_Task instructions_
Reply with one number: the count of lines in the data that hold the string "format".

(Stored data entries)
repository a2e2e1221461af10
// crates/jobs/src/error.rs
use gource_studio_types::{JobId, JobKind};
use thiserror::Error;

/// Errors a [`crate::JobBackend`] reports for a single request.
#[derive(Debug, Clone, PartialEq, Error)]
pub enum BackendError {
    #[error("transport error: {0}")]
    Transport(String),

    #[error("backend returned {status}: {message}")]
    Api { status: u16, message: String },

    #[error("invalid response: {0}")]
    InvalidResponse(String),

    /// The clone URL names a GitHub account rather than a repository.
    #[error("URL names a GitHub account; use a bulk import of {github_url}")]
    SuggestBulkImport { github_url: String },
}

/// Errors surfaced by a [`crate::JobRunner`] to its caller.
#[derive(Debug, Clone, PartialEq, Error)]
pub enum JobError {
    /// The start request failed before a job id was obtained.
    #[error("failed to start {kind} job: {source}")]
    Start {
        kind: JobKind,
        #[source]
        source: BackendError,
    },

    /// A status request failed; tracking of that job has stopped.
    #[error("lost track of job {job_id}: {source}")]
    Poll {
        job_id: JobId,
        #[source]
        source: BackendError,
    },

    /// A newer start began while this one was waiting on the backend.
    #[error("start superseded by a newer {0} job")]
    Superseded(JobKind),

    /// The runner was asked to track a job of a different kind.
    #[error("runner tracks {expected} jobs, got a {actual} request")]
    WrongKind { expected: JobKind, actual: JobKind },
}

impl JobError {
    pub fn backend(&self) -> Option<&BackendError> {
        match self {
            JobError::Start { source, .. } | JobError::Poll { source, .. } => Some(source),
            JobError::Superseded(_) | JobError::WrongKind { .. } => None,
        }
    }
}
// crates/types/src/payload.rs
//! Status payloads returned by the backend's job status endpoints.
//!
//! All three job kinds share one envelope. The raw JSON is deliberately
//! lenient: status strings are normalized through [`JobStatus::from_wire`],
//! the bulk-import repository list is accepted as `items`, and counters the
//! backend only reports for some kinds are optional.

use serde::Deserialize;

use crate::job::{ItemRecord, JobStatus};

/// One status response, normalized.
#[derive(Debug, Clone, PartialEq, Deserialize)]
#[serde(from = "RawStatusPayload")]
pub struct StatusPayload {
    pub status: JobStatus,
    /// Status string exactly as the backend sent it (for logging).
    pub raw_status: Option<String>,
    pub progress: Option<f64>,
    pub message: Option<String>,
    pub step: Option<u32>,
    pub items: Option<Vec<ItemRecord>>,
    pub error: Option<String>,
    /// Bulk imports: repositories found across all sources.
    pub total_items: Option<u32>,
    /// Bulk imports: repositories processed so far, failures included.
    pub processed_items: Option<u32>,
    /// Bulk imports: repositories that failed to import.
    pub failed_items: Option<u32>,
    /// Bulk imports: number of dashboard projects created.
    pub created_projects: Option<u32>,
    /// The job is terminal but derived assets are still being produced.
    pub processing_assets: Option<bool>,
    pub owner: Option<String>,
}

impl StatusPayload {
    pub fn new(status: JobStatus) -> Self {
        Self {
            status,
            raw_status: Some(status.as_str().to_string()),
            progress: None,
            message: None,
            step: None,
            items: None,
            error: None,
            total_items: None,
            processed_items: None,
            failed_items: None,
            created_projects: None,
            processing_assets: None,
            owner: None,
        }
    }

    pub fn with_progress(mut self, progress: f64) -> Self {
        self.progress = Some(progress);
        self
    }

    pub fn with_message(mut self, message: impl Into<String>) -> Self {
        self.message = Some(message.into());
        self
    }

    pub fn with_step(mut self, step: u32) -> Self {
        self.step = Some(step);
        self
    }

    pub fn with_items(mut self, items: Vec<ItemRecord>) -> Self {
        self.items = Some(items);
        self
    }

    pub fn with_error(mut self, error: impl Into<String>) -> Self {
        self.error = Some(error.into());
        self
    }

    /// Whether the raw status string was one the normalizer recognizes.
    /// A missing status counts as recognized (it means `pending`).
    pub fn status_recognized(&self) -> bool {
        self.raw_status
            .as_deref()
            .map_or(true, |raw| JobStatus::from_wire(raw).is_some())
    }
}

#[derive(Deserialize)]
#[serde(rename_all = "camelCase")]
struct RawStatusPayload {
    #[serde(default)]
    status: Option<String>,
    #[serde(default)]
    progress: Option<f64>,
    #[serde(default)]
    message: Option<String>,
    #[serde(default)]
    step: Option<i64>,
    #[serde(default, alias = "repositories")]
    items: Option<Vec<ItemRecord>>,
    #[serde(default)]
    error: Option<String>,
    #[serde(default)]
    total_repos: Option<u32>,
    #[serde(default)]
    completed_repos: Option<u32>,
    #[serde(default)]
    failed_repos: Option<u32>,
    #[serde(default)]
    created_projects: Option<Vec<serde_json::Value>>,
    #[serde(default)]
    processing_assets: Option<bool>,
    #[serde(default)]
    owner: Option<String>,
}

impl From<RawStatusPayload> for StatusPayload {
    fn from(raw: RawStatusPayload) -> Self {
        let status = raw
            .status
            .as_deref()
            .and_then(JobStatus::from_wire)
            .unwrap_or(if raw.status.is_some() {
                JobStatus::Active
            } else {
                JobStatus::Pending
            });
        Self {
            status,
            raw_status: raw.status,
            progress: raw.progress.filter(|p| p.is_finite()),
            message: raw.message,
            step: raw.step.and_then(|s| u32::try_from(s).ok()),
            items: raw.items,
            error: raw.error,
            total_items: raw.total_repos,
            processed_items: raw.completed_repos,
            failed_items: raw.failed_repos,
            created_projects: raw.created_projects.map(|p| p.len() as u32),
            processing_assets: raw.processing_assets,
            owner: raw.owner,
        }
    }
}

#[cfg(test)]
mod tests {
    use super::*;
    use crate::job::ItemStatus;

    #[test]
    fn test_clone_status_deserialize() {
        let json = r#"{
            "progress": 20,
            "status": "cloning",
            "step": 1,
            "message": "Cloning repository from https://github.com/acme/site..."
        }"#;
        let payload: StatusPayload = serde_json::from_str(json).unwrap();
        assert_eq!(payload.status, JobStatus::Active);
        assert_eq!(payload.raw_status.as_deref(), Some("cloning"));
        assert_eq!(payload.progress, Some(20.0));
        assert_eq!(payload.step, Some(1));
        assert!(payload.status_recognized());
    }

    #[test]
    fn test_bulk_status_deserialize() {
        let json = r#"{
            "status": "completed",
            "progress": 100,
            "message": "Import completed.",
            "totalRepos": 3,
            "completedRepos": 3,
            "failedRepos": 1,
            "repositories": [{"name": "a"}, {"name": "c"}],
            "createdProjects": [{"id": "p1"}],
            "processingAssets": true
        }"#;
        let payload: StatusPayload = serde_json::from_str(json).unwrap();
        assert_eq!(payload.status, JobStatus::Completed);
        assert_eq!(payload.total_items, Some(3));
        assert_eq!(payload.processed_items, Some(3));
        assert_eq!(payload.failed_items, Some(1));
        assert_eq!(payload.created_projects, Some(1));
        assert_eq!(payload.processing_assets, Some(true));
        let items = payload.items.unwrap();
        assert_eq!(items.len(), 2);
        assert!(items.iter().all(|i| i.status == ItemStatus::Completed));
    }

    #[test]
    fn test_unknown_status_maps_to_active() {
        let payload: StatusPayload = serde_json::from_str(r#"{"status": "warming_up"}"#).unwrap();
        assert_eq!(payload.status, JobStatus::Active);
        assert!(!payload.status_recognized());
    }

    #[test]
    fn test_missing_status_is_pending() {
        let payload: StatusPayload = serde_json::from_str(r#"{"progress": 3}"#).unwrap();
        assert_eq!(payload.status, JobStatus::Pending);
        assert!(payload.status_recognized());
    }

    #[test]
    fn test_negative_step_is_dropped() {
        let payload: StatusPayload =
            serde_json::from_str(r#"{"status": "preparing", "step": -1}"#).unwrap();
        assert_eq!(payload.step, None);
    }

    #[test]
    fn test_failed_payload_carries_error() {
        let payload: StatusPayload = serde_json::from_str(
            r#"{"status": "failed", "error": "Error cloning repository: not found", "progress": 0}"#,
        )
        .unwrap();
        assert_eq!(payload.status, JobStatus::Failed);
        assert_eq!(
            payload.error.as_deref(),
            Some("Error cloning repository: not found")
        );
    }
}
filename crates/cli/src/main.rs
// crates/cli/src/main.rs
//! `gource-jobs`: start a clone, bulk import or render on a gource-studio
//! backend and follow it to completion in the terminal.

mod args;
mod progress;

use std::path::Path;
use std::process::ExitCode;
use std::sync::Arc;
use std::time::Duration;

use anyhow::{Context, Result};
use clap::Parser;
use gource_studio_client::{ClientConfig, StudioApi};
use gource_studio_jobs::{BackendError, JobError, JobEvent, JobHooks, JobRunner, TrackingConfig};
use gource_studio_types::{JobSnapshot, RunnerPhase};
use tokio::sync::broadcast;
use tokio::sync::broadcast::error::RecvError;
use tracing_appender::non_blocking::WorkerGuard;
use tracing_subscriber::layer::SubscriberExt;
use tracing_subscriber::util::SubscriberInitExt;
use tracing_subscriber::{fmt, EnvFilter};

use crate::args::{Cli, GlobalArgs};
use crate::progress::JobProgress;

/// Logs job outcomes; the terminal output comes from the progress bar.
struct LogHooks;

impl JobHooks for LogHooks {
    fn on_completed(&self, snapshot: &JobSnapshot) {
        tracing::info!(
            kind = %snapshot.job.kind,
            job_id = ?snapshot.job.id,
            summary = ?snapshot.summary,
            "Job completed"
        );
    }

    fn on_failed(&self, snapshot: &JobSnapshot, error: &str) {
        tracing::warn!(kind = %snapshot.job.kind, job_id = ?snapshot.job.id, error, "Job failed");
    }

    fn on_error(&self, error: &JobError) {
        tracing::warn!(%error, "Job tracking error");
    }
}

enum Outcome {
    Finished(JobSnapshot),
    Interrupted,
}

fn init_tracing(verbose: u8, log_file: Option<&Path>) -> Result<Option<WorkerGuard>> {
    let default_directive = match verbose {
        0 => "warn",
        1 => "warn,gource_studio_jobs=info,gource_studio_client=info",
        2 => "info,gource_studio_jobs=debug,gource_studio_client=debug",
        _ => "debug,gource_studio_jobs=trace,gource_studio_client=trace",
    };
    let filter =
        EnvFilter::try_from_default_env().unwrap_or_else(|_| EnvFilter::new(default_directive));
    let stderr = fmt::layer().compact().with_writer(std::io::stderr);

    let Some(path) = log_file else {
        tracing_subscriber::registry()
            .with(filter)
            .with(stderr)
            .try_init()?;
        return Ok(None);
    };

    let dir = path
        .parent()
        .filter(|p| !p.as_os_str().is_empty())
        .unwrap_or_else(|| Path::new("."));
    let file_name = path
        .file_name()
        .with_context(|| format!("log file path {} has no file name", path.display()))?;
    let (writer, guard) =
        tracing_appender::non_blocking(tracing_appender::rolling::never(dir, file_name));
    tracing_subscriber::registry()
        .with(filter)
        .with(stderr)
        .with(fmt::layer().json().with_ansi(false).with_writer(writer))
        .try_init()?;
    Ok(Some(guard))
}

fn load_tracking_config(path: Option<&Path>) -> Result<TrackingConfig> {
    let path = match path {
        Some(path) => path.to_path_buf(),
        None => match TrackingConfig::default_path() {
            Some(path) => path,
            None => return Ok(TrackingConfig::default()),
        },
    };
    TrackingConfig::load(&path).with_context(|| format!("loading {}", path.display()))
}

fn client_config(global: &GlobalArgs) -> ClientConfig {
    let mut config = ClientConfig::from_env();
    if let Some(url) = &global.api_url {
        config = config.with_base_url(url.as_str());
    }
    if let Some(secs) = global.timeout.filter(|s| *s > 0) {
        config = config.with_timeout(Duration::from_secs(secs));
    }
    config
}

/// Follow runner events until the job reaches an end state or Ctrl-C.
async fn follow(
    runner: &JobRunner,
    mut events: broadcast::Receiver<JobEvent>,
    bar: &JobProgress,
) -> Outcome {
    let ctrl_c = tokio::signal::ctrl_c();
    tokio::pin!(ctrl_c);

    loop {
        tokio::select! {
            _ = &mut ctrl_c => {
                runner.shutdown();
                return Outcome::Interrupted;
            }
            event = events.recv() => match event {
                Ok(event) => {
                    bar.update(event.snapshot());
                    match &event {
                        JobEvent::Error { error, .. } => {
                            bar.println(format!("  ! {error}"));
                            return Outcome::Finished(event.snapshot().clone());
                        }
                        JobEvent::Stopped(snapshot) => return Outcome::Finished(snapshot.clone()),
                        _ if event.is_terminal() => return Outcome::Finished(event.snapshot().clone()),
                        _ => {}
                    }
                }
                Err(RecvError::Lagged(skipped)) => {
                    tracing::debug!(skipped, "Progress display fell behind");
                    let snapshot = runner.snapshot();
                    bar.update(&snapshot);
                    if !snapshot.phase.is_busy() {
                        return Outcome::Finished(snapshot);
                    }
                }
                Err(RecvError::Closed) => return Outcome::Finished(runner.snapshot()),
            }
        }
    }
}

fn start_hint(error: &JobError) -> Option<String> {
    match error.backend()? {
        BackendError::SuggestBulkImport { github_url } => Some(format!(
            "hint: that URL names an account; try `gource-jobs bulk-import {github_url}`"
        )),
        BackendError::Transport(_) => {
            Some("hint: is the backend running? Set --api-url or GOURCE_STUDIO_API_URL".into())
        }
        _ => None,
    }
}

#[tokio::main]
async fn main() -> Result<ExitCode> {
    let cli = Cli::parse();
    let _log_guard = init_tracing(cli.global.verbose, cli.global.log_file.as_deref())?;

    let tracking = load_tracking_config(cli.global.config.as_deref())?;
    let client = client_config(&cli.global);
    tracing::debug!(base_url = %client.base_url, timeout = ?client.timeout, "Client configured");

    let api = StudioApi::new(&client).context("building HTTP client")?;
    let request = cli.command.into_request();
    let kind = request.kind();

    let runner = JobRunner::new(kind, Arc::new(api), &tracking, Arc::new(LogHooks));
    let events = runner.subscribe();
    let bar = JobProgress::new(kind)?;

    eprintln!("\n  gource-jobs v{}: {}\n", env!("CARGO_PKG_VERSION"), request.describe());

    if let Err(error) = runner.start(request).await {
        bar.clear();
        eprintln!("  \u{2717} {error}");
        if let Some(hint) = start_hint(&error) {
            eprintln!("    {hint}");
        }
        return Ok(ExitCode::from(2));
    }

    let snapshot = match follow(&runner, events, &bar).await {
        Outcome::Finished(snapshot) => snapshot,
        Outcome::Interrupted => {
            bar.clear();
            eprintln!("  Interrupted; the job keeps running on the backend.");
            return Ok(ExitCode::from(130));
        }
    };
    bar.finish(&snapshot);

    if let Some(summary) = snapshot.summary.filter(|s| s.has_failures()) {
        eprintln!("    {} of {} items failed", summary.failed, summary.total);
    }
    if cli.global.json {
        println!("{}", serde_json::to_string_pretty(&snapshot)?);
    }

    Ok(match snapshot.phase {
        RunnerPhase::Completed => ExitCode::SUCCESS,
        RunnerPhase::Failed => ExitCode::from(1),
        _ => ExitCode::from(2),
    })
}
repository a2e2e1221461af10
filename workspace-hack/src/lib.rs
// This is a stub lib.rs.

_Solved exercise_
4